Mario Draghi continua a stupire l’intero mondo economico proseguendo in maniera ancora più forte e decisa con le misure ultraespansive di politica monetaria. A distanza di un anno dall’avvio del Qe europeo, durante il quale non sono stati ottenuti i risultati desiderati, l’obbiettivo rimane sempre e comunque lo stesso: far ripartire l’inflazione ad un tasso costante di almeno il 2%.
La Bce ha optato per un’ulteriore taglio dei tassi di rifananziamento e dei tassi sui depositi bancari, giunti ormai rispettivamente allo 0,05% e al -0,40%. Ma la novità ancora più sorprendente dell’ennesimo taglio dei tassi ormai giunti forse al minimo, è l’incremento da 60 a 80 miliardi degli acquisti di titoli di Stato con in aggiunta l’acquisto previsto anche di corporate bond aziendali, riservato a tutte le imprese che hanno un rating di investimento.

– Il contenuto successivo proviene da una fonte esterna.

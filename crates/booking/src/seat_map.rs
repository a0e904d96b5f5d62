use std::collections::BTreeMap;

use evx_models::Seat;

/// One labeled row of the venue grid.
#[derive(Debug, Clone, PartialEq)]
pub struct SeatRow {
    pub label: String,
    pub seats: Vec<Seat>,
}

/// Display model for an event's seating: rows sorted lexicographically,
/// seats within a row sorted by their numeric index.
#[derive(Debug, Clone)]
pub struct SeatMap {
    rows: Vec<SeatRow>,
}

/// Row label: the seat number with its digits removed ("A12" → "A").
pub fn row_label(seat_number: &str) -> String {
    seat_number.chars().filter(|c| !c.is_ascii_digit()).collect()
}

/// Numeric index within the row ("A12" → 12). Seats without digits sort first.
pub fn seat_index(seat_number: &str) -> u32 {
    let digits: String = seat_number.chars().filter(|c| c.is_ascii_digit()).collect();
    digits.parse().unwrap_or(0)
}

impl SeatMap {
    /// Build the display grid. `None` when the event carries no seating
    /// information, which callers render as an explicit empty state instead
    /// of an empty grid.
    pub fn build(seats: &[Seat]) -> Option<SeatMap> {
        if seats.is_empty() {
            return None;
        }
        let mut grouped: BTreeMap<String, Vec<Seat>> = BTreeMap::new();
        for seat in seats {
            grouped
                .entry(row_label(&seat.seat_number))
                .or_default()
                .push(seat.clone());
        }
        let rows = grouped
            .into_iter()
            .map(|(label, mut seats)| {
                seats.sort_by_key(|s| seat_index(&s.seat_number));
                SeatRow { label, seats }
            })
            .collect();
        Some(SeatMap { rows })
    }

    pub fn rows(&self) -> &[SeatRow] {
        &self.rows
    }

    pub fn seat_count(&self) -> usize {
        self.rows.iter().map(|r| r.seats.len()).sum()
    }
}

#[cfg(test)]
mod tests {
    use super::*;

    fn seat(number: &str) -> Seat {
        Seat {
            seat_number: number.into(),
            is_booked: false,
        }
    }

    fn numbers(row: &SeatRow) -> Vec<&str> {
        row.seats.iter().map(|s| s.seat_number.as_str()).collect()
    }

    #[test]
    fn groups_rows_and_sorts_deterministically() {
        let map = SeatMap::build(&[seat("A2"), seat("B1"), seat("A1")]).unwrap();
        let rows = map.rows();
        assert_eq!(rows.len(), 2);
        assert_eq!(rows[0].label, "A");
        assert_eq!(numbers(&rows[0]), ["A1", "A2"]);
        assert_eq!(rows[1].label, "B");
        assert_eq!(numbers(&rows[1]), ["B1"]);
    }

    #[test]
    fn order_is_independent_of_input_order() {
        let forward = SeatMap::build(&[seat("A1"), seat("A2"), seat("A10"), seat("B3")]).unwrap();
        let shuffled = SeatMap::build(&[seat("B3"), seat("A10"), seat("A2"), seat("A1")]).unwrap();
        assert_eq!(forward.rows(), shuffled.rows());
        // Numeric, not lexicographic, within a row: A2 before A10.
        assert_eq!(numbers(&forward.rows()[0]), ["A1", "A2", "A10"]);
    }

    #[test]
    fn empty_collection_has_no_map() {
        assert!(SeatMap::build(&[]).is_none());
    }

    #[test]
    fn multi_letter_rows_group_together() {
        let map = SeatMap::build(&[seat("AA1"), seat("A1"), seat("AA2")]).unwrap();
        let labels: Vec<&str> = map.rows().iter().map(|r| r.label.as_str()).collect();
        assert_eq!(labels, ["A", "AA"]);
        assert_eq!(map.seat_count(), 3);
    }
}
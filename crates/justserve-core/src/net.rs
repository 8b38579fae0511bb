//! Local address resolution.
//!
//! Served URLs and discovery frames advertise the machine's LAN address, so
//! a receiving peer can connect without knowing the host name.

use std::net::{IpAddr, Ipv4Addr};

/// Host used when no usable IPv4 interface exists.
pub const FALLBACK_HOST: &str = "localhost";

/// Returns the address other machines on the LAN should use to reach us.
///
/// Private `192.168.x.x` and `10.x.x.x` addresses win over anything else,
/// then the first non-loopback IPv4 address, then [`FALLBACK_HOST`].
pub fn preferred_local_ip() -> String {
    pick_preferred(&interface_ipv4s()).map_or_else(|| FALLBACK_HOST.to_string(), |ip| ip.to_string())
}

/// All non-loopback IPv4 addresses, in enumeration order.
pub fn local_ips() -> Vec<String> {
    interface_ipv4s()
        .into_iter()
        .filter(|ip| !ip.is_loopback())
        .map(|ip| ip.to_string())
        .collect()
}

fn interface_ipv4s() -> Vec<Ipv4Addr> {
    match get_if_addrs::get_if_addrs() {
        Ok(interfaces) => interfaces
            .into_iter()
            .filter_map(|iface| match iface.ip() {
                IpAddr::V4(ip) => Some(ip),
                IpAddr::V6(_) => None,
            })
            .collect(),
        Err(e) => {
            tracing::warn!("Failed to list network interfaces: {}", e);
            Vec::new()
        }
    }
}

fn pick_preferred(candidates: &[Ipv4Addr]) -> Option<Ipv4Addr> {
    let usable = || candidates.iter().copied().filter(|ip| !ip.is_loopback());

    usable()
        .find(|ip| {
            let [a, b, ..] = ip.octets();
            (a == 192 && b == 168) || a == 10
        })
        .or_else(|| usable().next())
}

#[cfg(test)]
mod tests {
    use super::*;

    #[test]
    fn test_prefers_private_lan_ranges() {
        let ips = [
            Ipv4Addr::LOCALHOST,
            Ipv4Addr::new(172, 17, 0, 1),
            Ipv4Addr::new(192, 168, 1, 20),
        ];
        assert_eq!(pick_preferred(&ips), Some(Ipv4Addr::new(192, 168, 1, 20)));

        let ips = [Ipv4Addr::new(100, 64, 0, 3), Ipv4Addr::new(10, 0, 0, 7)];
        assert_eq!(pick_preferred(&ips), Some(Ipv4Addr::new(10, 0, 0, 7)));
    }

    #[test]
    fn test_falls_back_to_first_non_loopback() {
        let ips = [
            Ipv4Addr::LOCALHOST,
            Ipv4Addr::new(172, 20, 0, 5),
            Ipv4Addr::new(100, 64, 0, 3),
        ];
        assert_eq!(pick_preferred(&ips), Some(Ipv4Addr::new(172, 20, 0, 5)));
    }

    #[test]
    fn test_loopback_only_yields_none() {
        assert_eq!(pick_preferred(&[Ipv4Addr::LOCALHOST]), None);
        assert_eq!(pick_preferred(&[]), None);
    }

    #[test]
    fn test_local_ips_exclude_loopback() {
        assert!(local_ips().iter().all(|ip| !ip.starts_with("127.")));
    }

    #[test]
    fn test_preferred_ip_is_never_empty() {
        assert!(!preferred_local_ip().is_empty());
    }
}
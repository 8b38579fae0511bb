//! HTTP Basic authentication gate.
//!
//! Any username is accepted. Only the password is checked.

use std::sync::Arc;

use axum::{
    extract::{Request, State},
    http::{header, HeaderMap},
    middleware::Next,
    response::{IntoResponse, Response},
};
use base64::Engine;

use super::error::ApiError;
use crate::crypto::password_matches;

/// Middleware rejecting requests without the configured password.
pub async fn require_password(
    State(password): State<Arc<str>>,
    request: Request,
    next: Next,
) -> Response {
    match basic_password(request.headers()) {
        Some(supplied) if password_matches(&supplied, &password) => next.run(request).await,
        Some(_) => {
            tracing::debug!("Rejected request with wrong password: {}", request.uri());
            ApiError::unauthorized().into_response()
        }
        None => ApiError::unauthorized().into_response(),
    }
}

/// Extract the password half of `Authorization: Basic ...`.
fn basic_password(headers: &HeaderMap) -> Option<String> {
    let value = headers.get(header::AUTHORIZATION)?.to_str().ok()?;
    let (scheme, encoded) = value.split_once(' ')?;
    if !scheme.eq_ignore_ascii_case("basic") {
        return None;
    }

    let decoded = base64::engine::general_purpose::STANDARD
        .decode(encoded.trim())
        .ok()?;
    let decoded = String::from_utf8(decoded).ok()?;
    let (_user, password) = decoded.split_once(':')?;
    Some(password.to_string())
}
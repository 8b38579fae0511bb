//! Common test utilities for `JustServe` integration tests.
//!
//! This module provides shared functionality for integration tests.

#![allow(dead_code)]

use std::net::SocketAddr;
use std::path::{Path, PathBuf};
use std::sync::atomic::{AtomicU16, Ordering};
use std::sync::Arc;
use std::time::Duration;

use justserve_core::config::P2pConfig;
use justserve_core::notify::NullNotifier;
use justserve_core::server::{ServeConfig, ServerManager};

/// Base UDP port for discovery tests, incremented per test.
static TEST_PORT_COUNTER: AtomicU16 = AtomicU16::new(47600);

/// Create a temporary directory for test files.
pub fn create_temp_dir() -> tempfile::TempDir {
    tempfile::tempdir().expect("Failed to create temp directory")
}

/// Create a test file with the given content.
pub fn create_test_file(dir: &Path, name: &str, content: &[u8]) -> PathBuf {
    let path = dir.join(name);
    if let Some(parent) = path.parent() {
        std::fs::create_dir_all(parent).expect("Failed to create parent directories");
    }
    std::fs::write(&path, content).expect("Failed to write test file");
    path
}

/// Generate random bytes for testing.
pub fn random_bytes(size: usize) -> Vec<u8> {
    use rand::RngCore;
    let mut bytes = vec![0u8; size];
    rand::thread_rng().fill_bytes(&mut bytes);
    bytes
}

/// Create a test directory structure with multiple files.
pub fn create_test_directory(base: &Path, name: &str) -> PathBuf {
    let dir = base.join(name);
    std::fs::create_dir_all(&dir).expect("Failed to create test directory");

    create_test_file(&dir, "file1.txt", b"Hello, JustServe!");
    create_test_file(&dir, "file2.txt", b"Second test file content");
    create_test_file(&dir, "subdir/nested.txt", b"Nested file in subdirectory");
    std::fs::create_dir_all(dir.join("empty")).expect("Failed to create empty directory");

    dir
}

/// Get a unique discovery port for a test.
pub fn get_test_port() -> u16 {
    TEST_PORT_COUNTER.fetch_add(1, Ordering::SeqCst)
}

/// P2P settings that advertise over loopback on a private port.
pub fn loopback_p2p_config() -> P2pConfig {
    P2pConfig {
        discovery_port: get_test_port(),
        broadcast_interval: Duration::from_millis(100),
        broadcast_address: Some("127.0.0.1".to_string()),
        ..P2pConfig::default()
    }
}

/// Start a file server on loopback. Returns the manager and base URL.
pub async fn start_file_server(
    root: &Path,
    password: Option<&str>,
    allow_upload: bool,
) -> (ServerManager, String) {
    let manager = ServerManager::new(Arc::new(NullNotifier), Duration::from_secs(1));
    let config = ServeConfig::new(root, password.map(String::from), allow_upload)
        .expect("Failed to build serve config");
    let addr: SocketAddr = manager
        .start("127.0.0.1:0".parse().unwrap(), config)
        .await
        .expect("Failed to start file server");
    (manager, format!("http://{addr}"))
}

/// A client that reports redirects instead of following them.
pub fn no_redirect_client() -> reqwest::Client {
    reqwest::Client::builder()
        .redirect(reqwest::redirect::Policy::none())
        .build()
        .expect("Failed to build client")
}

/// Build a multipart body carrying one file field.
///
/// Returns the content type and the body.
pub fn multipart_body(field: &str, file_name: &str, content: &[u8]) -> (String, Vec<u8>) {
    let boundary = "justserve-test-boundary";
    let mut body = Vec::new();
    body.extend_from_slice(format!("--{boundary}\r\n").as_bytes());
    body.extend_from_slice(
        format!(
            "Content-Disposition: form-data; name=\"{field}\"; filename=\"{file_name}\"\r\n"
        )
        .as_bytes(),
    );
    body.extend_from_slice(b"Content-Type: application/octet-stream\r\n\r\n");
    body.extend_from_slice(content);
    body.extend_from_slice(format!("\r\n--{boundary}--\r\n").as_bytes());

    (format!("multipart/form-data; boundary={boundary}"), body)
}

/// Port of an `http://host:port` URL.
pub fn url_port(url: &str) -> u16 {
    url.rsplit(':')
        .next()
        .and_then(|p| p.parse().ok())
        .expect("URL has no port")
}
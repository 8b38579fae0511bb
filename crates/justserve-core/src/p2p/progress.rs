//! Byte counting for outgoing payloads.

use std::io::{self, Write};

/// Passes writes through to `inner` and reports the running total after
/// every write.
#[derive(Debug)]
pub struct CountingWriter<W, F> {
    inner: W,
    written: u64,
    on_write: F,
}

impl<W, F> CountingWriter<W, F>
where
    W: Write,
    F: FnMut(u64),
{
    /// Wrap `inner`, calling `on_write` with the total so far.
    pub fn new(inner: W, on_write: F) -> Self {
        Self {
            inner,
            written: 0,
            on_write,
        }
    }

    /// Bytes accepted by the inner writer so far.
    pub fn written(&self) -> u64 {
        self.written
    }
}

impl<W, F> Write for CountingWriter<W, F>
where
    W: Write,
    F: FnMut(u64),
{
    fn write(&mut self, buf: &[u8]) -> io::Result<usize> {
        let n = self.inner.write(buf)?;
        if n > 0 {
            self.written += n as u64;
            (self.on_write)(self.written);
        }
        Ok(n)
    }

    fn flush(&mut self) -> io::Result<()> {
        self.inner.flush()
    }
}
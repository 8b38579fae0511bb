//! Discover command implementation.

use anyhow::Result;

use justserve_core::p2p::discovery::Advertisement;

use super::DiscoverArgs;

/// Run the discover command.
pub async fn run(args: DiscoverArgs) -> Result<()> {
    let app = super::build_app();
    let window = args
        .timeout
        .unwrap_or_else(|| app.config().p2p.discovery_timeout.as_secs());

    if !args.json {
        println!();
        println!("Listening for transfers ({window}s)...");
        println!();
    }

    let peers = app
        .discover_p2p_peers(window)
        .await
        .inspect_err(super::show_suggestion)?;

    if args.json {
        println!("{}", serde_json::to_string_pretty(&peers)?);
    } else {
        display_peers(&peers);
    }
    Ok(())
}

/// Display peers as a text table.
fn display_peers(peers: &[Advertisement]) {
    if peers.is_empty() {
        println!("  No transfers found.");
        println!();
        return;
    }

    println!("  {:8}  {}", "Code", "URL");
    println!("{}", "─".repeat(48));
    for peer in peers {
        println!("  {:8}  {}", peer.code, peer.url);
    }
    println!();
    println!("  Use 'justserve connect <url>' to see what a peer offers.");
}
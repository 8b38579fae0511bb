//! JustServe CLI - serve files, open tunnels and send to LAN peers
//!
//! ## Quick Start
//!
//! ```bash
//! # Serve a folder on the LAN
//! justserve serve ./public --port 8080
//!
//! # Hand a file to someone on the same network
//! justserve send ./movie.mp4
//!
//! # Find sessions on the other machine
//! justserve discover
//! ```

#![allow(clippy::doc_markdown)]
#![allow(clippy::uninlined_format_args)]
#![allow(clippy::unused_async)]
#![allow(clippy::struct_excessive_bools)]

use anyhow::Result;
use clap::Parser;

mod commands;
pub mod ui;

use commands::{Cli, Command};

#[tokio::main]
async fn main() -> Result<()> {
    init_logging();

    let cli = Cli::parse();

    match cli.command {
        Command::Serve(args) => commands::serve::run(args).await,
        Command::Public(args) => commands::public::run(args).await,
        Command::Proxy(args) => commands::proxy::run(args).await,
        Command::Send(args) => commands::send::run(args).await,
        Command::Discover(args) => commands::discover::run(args).await,
        Command::Connect(args) => commands::connect::run(args).await,
        Command::Ips(args) => commands::ips::run(&args),
        Command::CheckUpdate(args) => commands::check_update::run(args).await,
        Command::Config(args) => commands::config::run(args.action),
        Command::Completions(args) => {
            commands::completions::run(args.shell);
            Ok(())
        }
    }
}

fn init_logging() {
    use tracing_subscriber::{fmt, prelude::*, EnvFilter};

    let filter = EnvFilter::try_from_default_env()
        .unwrap_or_else(|_| EnvFilter::new("warn,justserve=info,justserve_core=info"));

    tracing_subscriber::registry()
        .with(fmt::layer().with_target(false).without_time())
        .with(filter)
        .init();
}
//! Per-request HTTP errors.
//!
//! Failures local to one request map to a status code and a short
//! plain-text body. They never take the server down.

use axum::{
    http::{header, StatusCode},
    response::{IntoResponse, Response},
};

/// Realm advertised in Basic authentication challenges.
pub const AUTH_REALM: &str = "Restricted";

/// Error returned from a request handler.
#[derive(Debug, Clone, PartialEq, Eq)]
pub struct ApiError {
    status: StatusCode,
    message: String,
}

impl ApiError {
    /// Create an error with an explicit status.
    #[must_use]
    pub fn new(status: StatusCode, message: impl Into<String>) -> Self {
        Self {
            status,
            message: message.into(),
        }
    }

    /// 400 Bad Request.
    #[must_use]
    pub fn bad_request(message: impl Into<String>) -> Self {
        Self::new(StatusCode::BAD_REQUEST, message)
    }

    /// 401 with a Basic challenge.
    #[must_use]
    pub fn unauthorized() -> Self {
        Self::new(StatusCode::UNAUTHORIZED, "Unauthorized")
    }

    /// 404 Not Found.
    #[must_use]
    pub fn not_found() -> Self {
        Self::new(StatusCode::NOT_FOUND, "404 page not found")
    }

    /// 500 Internal Server Error.
    #[must_use]
    pub fn internal(message: impl Into<String>) -> Self {
        Self::new(StatusCode::INTERNAL_SERVER_ERROR, message)
    }

    /// HTTP status of this error.
    #[must_use]
    pub fn status_code(&self) -> StatusCode {
        self.status
    }

    /// Body text of this error.
    #[must_use]
    pub fn message(&self) -> &str {
        &self.message
    }
}

impl IntoResponse for ApiError {
    fn into_response(self) -> Response {
        let mut response = (
            self.status,
            [(header::CONTENT_TYPE, "text/plain; charset=utf-8")],
            self.message,
        )
            .into_response();

        if self.status == StatusCode::UNAUTHORIZED {
            if let Ok(value) = format!("Basic realm=\"{AUTH_REALM}\"").parse() {
                response
                    .headers_mut()
                    .insert(header::WWW_AUTHENTICATE, value);
            }
        }

        response
    }
}

impl From<std::io::Error> for ApiError {
    fn from(err: std::io::Error) -> Self {
        match err.kind() {
            std::io::ErrorKind::NotFound => Self::not_found(),
            _ => Self::internal(format!("I/O error: {err}")),
        }
    }
}

/// Result type for request handlers.
pub type ApiResult<T> = Result<T, ApiError>;
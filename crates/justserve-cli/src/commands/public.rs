//! Public command implementation.

use anyhow::Result;

use super::PublicArgs;
use crate::ui::CodeBox;

/// Run the public command.
pub async fn run(args: PublicArgs) -> Result<()> {
    let app = super::build_app();

    println!();
    println!("  Starting {} ...", app.config().tunnel.agent);

    let url = app
        .start_public_server(
            &args.path,
            &args.token,
            args.password.as_deref().unwrap_or_default(),
            args.upload,
        )
        .await
        .inspect_err(super::show_suggestion)?;

    println!();
    println!("  Serving {} publicly", args.path.display());
    println!();
    CodeBox::new(&url).with_qr(args.qr).display();
    println!();
    println!("  Press Ctrl-C to stop");

    super::wait_for_ctrl_c().await?;
    app.shutdown().await;
    println!();
    println!("  Tunnel closed.");
    Ok(())
}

La domanda che sorge spontanea adesso è la solita: come reagiranno i mercati? L’impressione è che, nonostante Francoforte abbia dimostrato di avere delle armi finanziarie per combattere la bassa inflazione e la crescita faticosa, gli investitori siano entrati in una sorta di spirale di sfiducia verso le misure fortemente liquide e abbiano forse compreso che le dinamiche deflazionistiche siano ormai praticamente strutturali e difficilmente risolvibili. Il problema non è forse la BCE, che continua comunque a perseguire il proprio obbiettivo nonostante le solite critiche delle banche tedesche, ma la mancanza di quel riformismo strutturale di cui tutti i Paesi Ue, nessuno escluso hanno assoluto bisogno. In attesa di risposte ferme da parte di tutta l’Unione Europea e da parte degli investitori, aspettiamoci la classica ondata di volatilità sui mercati dei giorni che seguono le manovre del banchiere italiano.